Review: Igor Levit Wields Orchestral Power With Just a Piano

  • Post category:Arts

Igor Levit, a pianist of awe-inspiring insight and redoubtable technique, decided to conduct himself during his solo recital at Carnegie Hall on Thursday.

He was playing the Nocturne from Hindemith’s “Suite 1922,” a collection of five genre pieces like marches and rags, and there are a few moments in which the pianist only needs to use one hand. Gesturing with his left one in a downward pressing motion, he seemed to tell himself, “Gentle, gentle,” as he plucked starlight off the page and dispersed it through the air.

When Levit is onstage, he seems to be in his own world. He scratches his nose, nods approvingly as a piece closes and shakes out the strain in his hands from a particularly grueling program. He doesn’t make a show of inviting the audience along; rather, he leaves the door cracked open for anyone who wants to join.

Such physical quirks are of a piece with the prodigious concentration and individuality of Levit’s performances. He makes music his own and illuminates it for others. His confidence and decisiveness allow a listener to hear a piece’s architecture, the way individual figures become phrases and then entire sections.

At Carnegie, Levit tested his focus and stamina with piano transcriptions of well-known symphonic works.
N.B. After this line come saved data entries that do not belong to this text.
//! Error types for the server supervisor.

use std::io;

use thiserror::Error;

use crate::domain::BackendError;

/// Errors that stop the whole server
#[derive(Debug, Error)]
pub enum ServerError {
    /// Listening endpoint could not be opened
    #[error("failed to bind {address}: {source}")]
    Bind {
        address: String,
        #[source]
        source: io::Error,
    },

    /// Egress relay could not subscribe to the backend
    #[error("failed to subscribe egress relay: {0}")]
    Subscribe(#[from] BackendError),

    /// I/O error on a listener after startup
    #[error("I/O error: {0}")]
    Io(#[from] io::Error),
}
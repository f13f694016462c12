//! Message envelope exchanged between clients and the relay server.
//!
//! Clients send one JSON object per line. The server answers with one JSON
//! array per line, even for a single message, or with an error frame when a
//! handshake is refused.

use std::fmt;

use chrono::{DateTime, Utc};
use serde::{Deserialize, Serialize};

use crate::time::format_local;

/// A single chat message as stored in the message log and relayed to clients.
///
/// `id` and `date` are owned by the server: whatever a client puts there is
/// overwritten at ingress. Every field has a default so partial envelopes decode.
#[derive(Debug, Clone, PartialEq, Eq, Serialize, Deserialize, Default)]
#[serde(default)]
pub struct Message {
    pub id: i64,
    pub name: String,
    pub date: DateTime<Utc>,
    pub room: String,
    pub content: String,
}

impl Message {
    /// Create a client-side message; `id` and `date` are left for the server.
    pub fn new(name: impl Into<String>, room: impl Into<String>, content: impl Into<String>) -> Self {
        Self {
            name: name.into(),
            room: room.into(),
            content: content.into(),
            ..Default::default()
        }
    }
}

impl fmt::Display for Message {
    fn fmt(&self, f: &mut fmt::Formatter<'_>) -> fmt::Result {
        writeln!(f, "--- {} --- {}", self.name, format_local(&self.date))?;
        writeln!(f, "{}", self.content)
    }
}

/// Error frame sent in place of a batch when the server refuses a handshake.
#[derive(Debug, Clone, PartialEq, Eq, Serialize, Deserialize)]
pub struct ErrorFrame {
    pub error: String,
}

impl ErrorFrame {
    pub fn new(error: impl Into<String>) -> Self {
        Self {
            error: error.into(),
        }
    }
}

/// Any line the server may send to a client.
#[derive(Debug, Clone, PartialEq, Eq, Deserialize)]
#[serde(untagged)]
pub enum ServerFrame {
    Batch(Vec<Message>),
    Error(ErrorFrame),
}

/// Encode messages as one JSON array, without the trailing newline.
pub fn encode_batch(messages: &[Message]) -> Result<String, serde_json::Error> {
    serde_json::to_string(messages)
}

/// Decode one JSON array of messages.
pub fn decode_batch(line: &str) -> Result<Vec<Message>, serde_json::Error> {
    serde_json::from_str(line.trim())
}

/// Decode any server line, batch or error frame.
pub fn decode_frame(line: &str) -> Result<ServerFrame, serde_json::Error> {
    serde_json::from_str(line.trim())
}

#[cfg(test)]
mod tests {
    use super::*;
    use crate::time::{Clock, FixedClock};

    fn sample_message() -> Message {
        Message {
            id: 7,
            name: "alice".to_string(),
            date: FixedClock::from_millis(1_672_531_200_000).now(),
            room: "lobby".to_string(),
            content: "hi".to_string(),
        }
    }

    #[test]
    fn test_message_round_trip_preserves_client_fields() {
        // テスト項目: エンコードしてデコードしたメッセージがフィールド単位で一致する
        // given (前提条件):
        let message = sample_message();

        // when (操作):
        let json = serde_json::to_string(&message).unwrap();
        let decoded: Message = serde_json::from_str(&json).unwrap();

        // then (期待する結果):
        assert_eq!(decoded.name, message.name);
        assert_eq!(decoded.room, message.room);
        assert_eq!(decoded.content, message.content);
        assert_eq!(decoded, message);
    }

    #[test]
    fn test_partial_envelope_decodes_with_defaults() {
        // テスト項目: id/date/room を省略したエンベロープがデフォルト値でデコードされる
        // given (前提条件):
        let line = r#"{"name":"alice","content":"hi"}"#;

        // when (操作):
        let decoded: Message = serde_json::from_str(line).unwrap();

        // then (期待する結果):
        assert_eq!(decoded.id, 0);
        assert_eq!(decoded.room, "");
        assert_eq!(decoded.date.timestamp(), 0);
        assert_eq!(decoded.content, "hi");
    }

    #[test]
    fn test_encode_batch_wraps_single_message_in_array() {
        // テスト項目: 1 件のメッセージでも JSON 配列としてエンコードされる
        // given (前提条件):
        let message = sample_message();

        // when (操作):
        let line = encode_batch(std::slice::from_ref(&message)).unwrap();

        // then (期待する結果):
        assert!(line.starts_with('['));
        assert!(line.ends_with(']'));
        assert!(!line.contains('\n'));
        assert!(line.contains(r#""date":"2023-01-01T00:00:00Z""#));
        assert_eq!(decode_batch(&line).unwrap(), vec![message]);
    }

    #[test]
    fn test_decode_frame_distinguishes_batch_and_error() {
        // テスト項目: サーバーからの行がバッチとエラーフレームに判別される
        // given (前提条件):
        let batch_line = r#"[{"id":1,"name":"alice","content":"hi"}]"#;
        let error_line = r#"{"error":"name 'alice' is already connected"}"#;

        // when (操作):
        let batch = decode_frame(batch_line).unwrap();
        let error = decode_frame(error_line).unwrap();

        // then (期待する結果):
        assert!(matches!(batch, ServerFrame::Batch(ref messages) if messages.len() == 1));
        assert_eq!(
            error,
            ServerFrame::Error(ErrorFrame::new("name 'alice' is already connected"))
        );
    }

    #[test]
    fn test_decode_batch_rejects_single_object() {
        // テスト項目: 配列でない行はバッチとしてデコードできない
        // given (前提条件):
        let line = r#"{"name":"alice","content":"hi"}"#;

        // when (操作):
        let result = decode_batch(line);

        // then (期待する結果):
        assert!(result.is_err());
    }

    #[test]
    fn test_display_shows_name_and_content() {
        // テスト項目: 表示形式に送信者名と本文が含まれる
        // given (前提条件):
        let message = sample_message();

        // when (操作):
        let rendered = message.to_string();

        // then (期待する結果):
        assert!(rendered.starts_with("--- alice --- "));
        assert!(rendered.ends_with("hi\n"));
    }
}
The program opened with the relatively brief Hindemith suite before diving headlong into Ronald Stevenson’s adaptation of the Adagio from Mahler’s 10th Symphony and a nearly hourlong rendition of Beethoven’s “Eroica” Symphony, in a solo version by Liszt.

It was a display of earth-rattling strength. Octaves in contrary motion smoked with ferocity in the Hindemith, and sforzandos in the Beethoven reintroduced audiences to the elemental wildness of a composer of repertory standards. Levit’s New York appearances last season, in music by Shostakovich and Morton Feldman, deployed his concentration in service of witty élan and meditative stillness. But Thursday’s recital was pure might.
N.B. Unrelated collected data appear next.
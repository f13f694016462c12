//! Infrastructure layer: concrete registry and backend implementations, and DTOs.

pub mod backend;
pub mod dto;
pub mod registry;
//! Shutdown signal handling.

use tokio::signal;

/// Resolve when the process receives Ctrl+C or, on Unix, SIGTERM.
pub async fn shutdown_signal() {
    let ctrl_c = async {
        if let Err(e) = signal::ctrl_c().await {
            tracing::error!("Failed to install Ctrl+C handler: {}", e);
            std::future::pending::<()>().await;
        }
    };

    #[cfg(unix)]
    let terminate = async {
        match signal::unix::signal(signal::unix::SignalKind::terminate()) {
            Ok(mut sigterm) => {
                sigterm.recv().await;
            }
            Err(e) => {
                tracing::error!("Failed to install SIGTERM handler: {}", e);
                std::future::pending::<()>().await;
            }
        }
    };

    #[cfg(not(unix))]
    let terminate = std::future::pending::<()>();

    tokio::select! {
        _ = ctrl_c => tracing::info!("Received Ctrl+C, shutting down"),
        _ = terminate => tracing::info!("Received SIGTERM, shutting down"),
    }
}
//! Admin HTTP API response DTOs.

use serde::{Deserialize, Serialize};

use crate::domain::ParticipantSnapshot;

/// Health check response
#[derive(Debug, Clone, PartialEq, Eq, Serialize, Deserialize)]
pub struct HealthDto {
    pub status: String,
}

/// One connected participant
#[derive(Debug, Clone, PartialEq, Eq, Serialize, Deserialize)]
pub struct ParticipantDto {
    pub name: String,
    pub connection_id: String,
    /// RFC 3339
    pub connected_at: String,
}

impl From<ParticipantSnapshot> for ParticipantDto {
    fn from(snapshot: ParticipantSnapshot) -> Self {
        Self {
            name: snapshot.name.into_string(),
            connection_id: snapshot.id.to_string(),
            connected_at: snapshot.connected_at.to_rfc3339(),
        }
    }
}

/// Query for `GET /api/messages`
#[derive(Debug, Clone, Copy, Deserialize)]
pub struct HistoryQuery {
    pub limit: Option<usize>,
}
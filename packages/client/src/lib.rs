//! Terminal client for the rtchat relay server.
//!
//! Sends a display name on connect, then one JSON envelope per input line, and
//! prints every envelope the server relays back.

pub mod domain;
pub mod error;
pub mod formatter;
pub mod runner;
pub mod session;
mod ui;

pub use error::ClientError;
pub use runner::run_client;
//! InMemory Connection Registry 実装
//!
//! ドメイン層が定義する ConnectionRegistry trait の具体的な実装。
//! `RwLock<HashMap>` を使い、登録・削除は排他ロック、ブロードキャストは共有ロックで行います。
//!
//! ## 設計ノート
//!
//! 各接続への書き込みは `PusherChannel` 経由で writer タスクに渡すだけなので、
//! 共有ロックを保持したままソケット I/O で待たされることはありません。

use std::collections::HashMap;

use async_trait::async_trait;
use tokio::sync::RwLock;

use crate::domain::{
    Connection, ConnectionId, ConnectionRegistry, ParticipantName, ParticipantSnapshot,
};

/// インメモリ Connection Registry 実装
#[derive(Debug, Default)]
pub struct InMemoryConnectionRegistry {
    /// Key: participant name, Value: the connection currently holding it
    connections: RwLock<HashMap<ParticipantName, Connection>>,
}

impl InMemoryConnectionRegistry {
    pub fn new() -> Self {
        Self::default()
    }
}

#[async_trait]
impl ConnectionRegistry for InMemoryConnectionRegistry {
    async fn register(&self, connection: Connection) -> Option<Connection> {
        let name = connection.name.clone();
        let mut connections = self.connections.write().await;
        let replaced = connections.insert(name.clone(), connection);
        if let Some(previous) = &replaced {
            tracing::warn!(
                "Connection {} replaced connection {} under name '{}'",
                connections[&name].id,
                previous.id,
                name
            );
        } else {
            tracing::debug!("Connection registered under name '{}'", name);
        }
        replaced
    }

    async fn register_if_absent(&self, connection: Connection) -> bool {
        let mut connections = self.connections.write().await;
        if connections.contains_key(&connection.name) {
            tracing::debug!("Name '{}' already registered", connection.name);
            return false;
        }
        tracing::debug!("Connection registered under name '{}'", connection.name);
        connections.insert(connection.name.clone(), connection);
        true
    }

    async fn unregister(&self, name: &ParticipantName) -> Option<Connection> {
        let removed = self.connections.write().await.remove(name);
        if removed.is_some() {
            tracing::debug!("Connection '{}' unregistered", name);
        }
        removed
    }

    async fn release(&self, name: &ParticipantName, id: ConnectionId) -> bool {
        let mut connections = self.connections.write().await;
        match connections.get(name) {
            Some(current) if current.id == id => {
                connections.remove(name);
                tracing::debug!("Connection {} released name '{}'", id, name);
                true
            }
            Some(current) => {
                tracing::debug!(
                    "Connection {} no longer owns name '{}' (held by {}), nothing to release",
                    id,
                    name,
                    current.id
                );
                false
            }
            None => false,
        }
    }

    async fn broadcast(&self, line: &str) -> usize {
        let connections = self.connections.read().await;
        let mut delivered = 0;

        for (name, connection) in connections.iter() {
            // ブロードキャストでは一部の送信失敗を許容
            if let Err(e) = connection.channel.send(line.to_string()) {
                tracing::warn!("Failed to push message to '{}': {}", name, e);
            } else {
                delivered += 1;
            }
        }

        tracing::debug!(
            "Broadcasted line to {}/{} connections",
            delivered,
            connections.len()
        );
        delivered
    }

    async fn contains(&self, name: &ParticipantName) -> bool {
        self.connections.read().await.contains_key(name)
    }

    async fn participants(&self) -> Vec<ParticipantSnapshot> {
        let mut participants: Vec<ParticipantSnapshot> = self
            .connections
            .read()
            .await
            .values()
            .map(Connection::snapshot)
            .collect();
        participants.sort_by(|a, b| a.name.cmp(&b.name));
        participants
    }
}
His gobsmacking “Eroica” crowned the evening. Forget four-hands piano: Levit seemed to be playing with six or eight. He generated the breadth, force and baffling volume of a full orchestra. In the clarity of his intentions, he seemed to draw slur lines in the air for all to see, masking the sheer difficulty of translating Beethoven’s symphonic potency to the piano.
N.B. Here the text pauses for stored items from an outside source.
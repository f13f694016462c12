//! Per-connection TCP handler.
//!
//! A connection moves through three states:
//!
//! ```text
//! AWAITING_HANDSHAKE --(name line)--> RELAYING --(EOF / decode error / I/O error)--> CLOSED
//! ```
//!
//! The first line is the participant's display name in raw text. Every line
//! after it is one JSON message envelope. Outbound lines are written by a
//! separate writer task fed through the registry's channel, so a slow peer
//! never holds the registry lock.

use std::{net::SocketAddr, sync::Arc};

use futures_util::{SinkExt, StreamExt};
use rtchat_shared::message::{ErrorFrame, Message};
use tokio::{
    net::{
        TcpStream,
        tcp::{OwnedReadHalf, OwnedWriteHalf},
    },
    sync::mpsc,
    task::JoinHandle,
};
use tokio_util::{
    codec::{FramedRead, FramedWrite, LinesCodec, LinesCodecError},
    sync::CancellationToken,
};

use crate::{
    domain::{ParticipantName, ParticipantSnapshot},
    infrastructure::dto::tcp::IncomingMessage,
    ui::state::AppState,
};

type LineReader = FramedRead<OwnedReadHalf, LinesCodec>;
type LineWriter = FramedWrite<OwnedWriteHalf, LinesCodec>;

/// Handle one accepted connection until it closes.
///
/// `cancel` is this connection's own scope: a child of the server-wide
/// shutdown token. Closing this connection cancels only `cancel`.
pub async fn handle_connection(
    stream: TcpStream,
    peer: SocketAddr,
    state: Arc<AppState>,
    cancel: CancellationToken,
) {
    let (read_half, write_half) = stream.into_split();
    let mut reader = FramedRead::new(
        read_half,
        LinesCodec::new_with_max_length(state.max_line_length),
    );
    let mut writer = FramedWrite::new(write_half, LinesCodec::new());

    // AWAITING_HANDSHAKE
    let raw_name = match read_handshake(&mut reader, &cancel).await {
        Ok(Some(line)) => line,
        Ok(None) => {
            tracing::debug!("{} closed before handshake", peer);
            return;
        }
        Err(e) => {
            tracing::warn!("Couldn't add connection from {}: {}", peer, e);
            return;
        }
    };

    let name = match ParticipantName::new(&raw_name) {
        Ok(name) => name,
        Err(e) => {
            tracing::warn!("Rejecting handshake from {}: {}", peer, e);
            reject(&mut writer, e.to_string()).await;
            return;
        }
    };

    let (tx, rx) = mpsc::unbounded_channel();
    let participant = match state
        .connect_participant_usecase
        .execute(name, tx)
        .await
    {
        Ok(participant) => participant,
        Err(e) => {
            tracing::warn!("Rejecting handshake from {}: {}", peer, e);
            reject(&mut writer, e.to_string()).await;
            return;
        }
    };
    tracing::info!(
        "{} has entered the chat (connection {}, {})",
        participant.name,
        participant.id,
        peer
    );

    // RELAYING
    let writer_task = pusher_loop(rx, writer, participant.name.clone(), cancel.clone());
    ingress_loop(&mut reader, &state, &participant, &cancel).await;

    // CLOSED
    state
        .disconnect_participant_usecase
        .execute(&participant.name, participant.id)
        .await;
    cancel.cancel();
    if let Err(e) = writer_task.await {
        tracing::warn!("Writer task for '{}' failed: {}", participant.name, e);
    }
}

/// Read the handshake line.
///
/// Returns `Ok(None)` on end-of-stream or cancellation.
async fn read_handshake(
    reader: &mut LineReader,
    cancel: &CancellationToken,
) -> Result<Option<String>, LinesCodecError> {
    tokio::select! {
        _ = cancel.cancelled() => Ok(None),
        next = reader.next() => next.transpose(),
    }
}

/// Refuse a handshake with one error frame.
async fn reject(writer: &mut LineWriter, reason: String) {
    let frame = match serde_json::to_string(&ErrorFrame::new(reason)) {
        Ok(frame) => frame,
        Err(e) => {
            tracing::error!("Failed to encode error frame: {}", e);
            return;
        }
    };
    if let Err(e) = writer.send(frame).await {
        tracing::debug!("Failed to send error frame: {}", e);
    }
}

/// Read envelopes from the client and hand each to the distribution backend.
///
/// Returns on end-of-stream, the first undecodable line, an I/O error, a
/// backend failure, or cancellation. None of these are retried.
async fn ingress_loop(
    reader: &mut LineReader,
    state: &AppState,
    participant: &ParticipantSnapshot,
    cancel: &CancellationToken,
) {
    loop {
        let next = tokio::select! {
            _ = cancel.cancelled() => {
                tracing::debug!("Ingress for '{}' cancelled", participant.name);
                return;
            }
            next = reader.next() => next,
        };

        let line = match next {
            Some(Ok(line)) => line,
            Some(Err(LinesCodecError::MaxLineLengthExceeded)) => {
                tracing::warn!(
                    "'{}' sent a line longer than {} bytes, closing",
                    participant.name,
                    state.max_line_length
                );
                return;
            }
            Some(Err(LinesCodecError::Io(e))) => {
                tracing::warn!("Read error from '{}': {}", participant.name, e);
                return;
            }
            None => {
                tracing::debug!("'{}' reached end of stream", participant.name);
                return;
            }
        };

        let incoming = match IncomingMessage::from_line(&line) {
            Ok(incoming) => incoming,
            Err(e) => {
                tracing::warn!("Malformed message from '{}': {}", participant.name, e);
                return;
            }
        };

        let draft = Message::new(incoming.name, incoming.room, incoming.content);
        if let Err(e) = state
            .send_message_usecase
            .execute(&participant.name, draft)
            .await
        {
            tracing::error!("Failed to send message from '{}': {}", participant.name, e);
            return;
        }
    }
}

/// Spawns a task that receives lines from the registry channel and writes them to the socket.
///
/// Ends when the channel closes (the connection was unregistered or replaced),
/// a write fails, or `cancel` fires.
fn pusher_loop(
    mut rx: mpsc::UnboundedReceiver<String>,
    mut writer: LineWriter,
    name: ParticipantName,
    cancel: CancellationToken,
) -> JoinHandle<()> {
    tokio::spawn(async move {
        loop {
            let line = tokio::select! {
                _ = cancel.cancelled() => break,
                line = rx.recv() => line,
            };
            let Some(line) = line else {
                tracing::debug!("Outbound channel for '{}' closed", name);
                break;
            };
            if let Err(e) = writer.send(line).await {
                tracing::warn!("Failed to write to '{}': {}", name, e);
                break;
            }
        }
        // A dead writer ends the ingress side too.
        cancel.cancel();
    })
}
From the first movement, Levit favored swashbuckling energy, but he also embraced moments of grace, carrying thirds that traditionally would come from the strings aloft on a breeze and finding joyful abandon in firmly pronounced staccatos. In its proud comportment, the Funeral March was a confrontation with mortality. The Scherzo, feather-light and flush with delight, built to a climax with tickling anticipation. Big, bold, unstoppable chords drove the Finale.

At times, Levit substituted strength for sustainment. Even with the pedal, a pianist is fighting a losing battle against evaporation as the sound simply fades away. That trade-off was most apparent in the Mahler, in which Levit sculpted the Adagio’s lovely string passages in a forthright, almost forceful way. He didn’t consistently achieve the subtle colors captured on his gorgeous recording, but he still worked magic in his clear-as-day voicings and his trills, which were plump when imitating strings and airier for woodwinds. The climax, with its sense of emotional obliteration, worked better live than on disc.

The Hindemith, at the start of the evening, was no warm-up; Levit set it aflame from the first bars. The March was brisk, headstrong and forbidding — but, in its cacophony, also a renunciation of the nefarious potential of militarism. A dark undertow swelled in the bass lines of the slinky Shimmy and the chopped-up Ragtime. Levit gave the Nocturne, the only one of the pieces that could claim to be pretty, a hard glitter in the right hand and an enchantingly soft haze in the left.

Hindemith would go on to dismiss this showy suite as a sin of his youth. But if he heard Levit’s performance — tense and muscular, with a mature, wholly unified sound — perhaps he would have changed his mind yet again.

Igor Levit

Performed on Thursday at Carnegie Hall, Manhattan.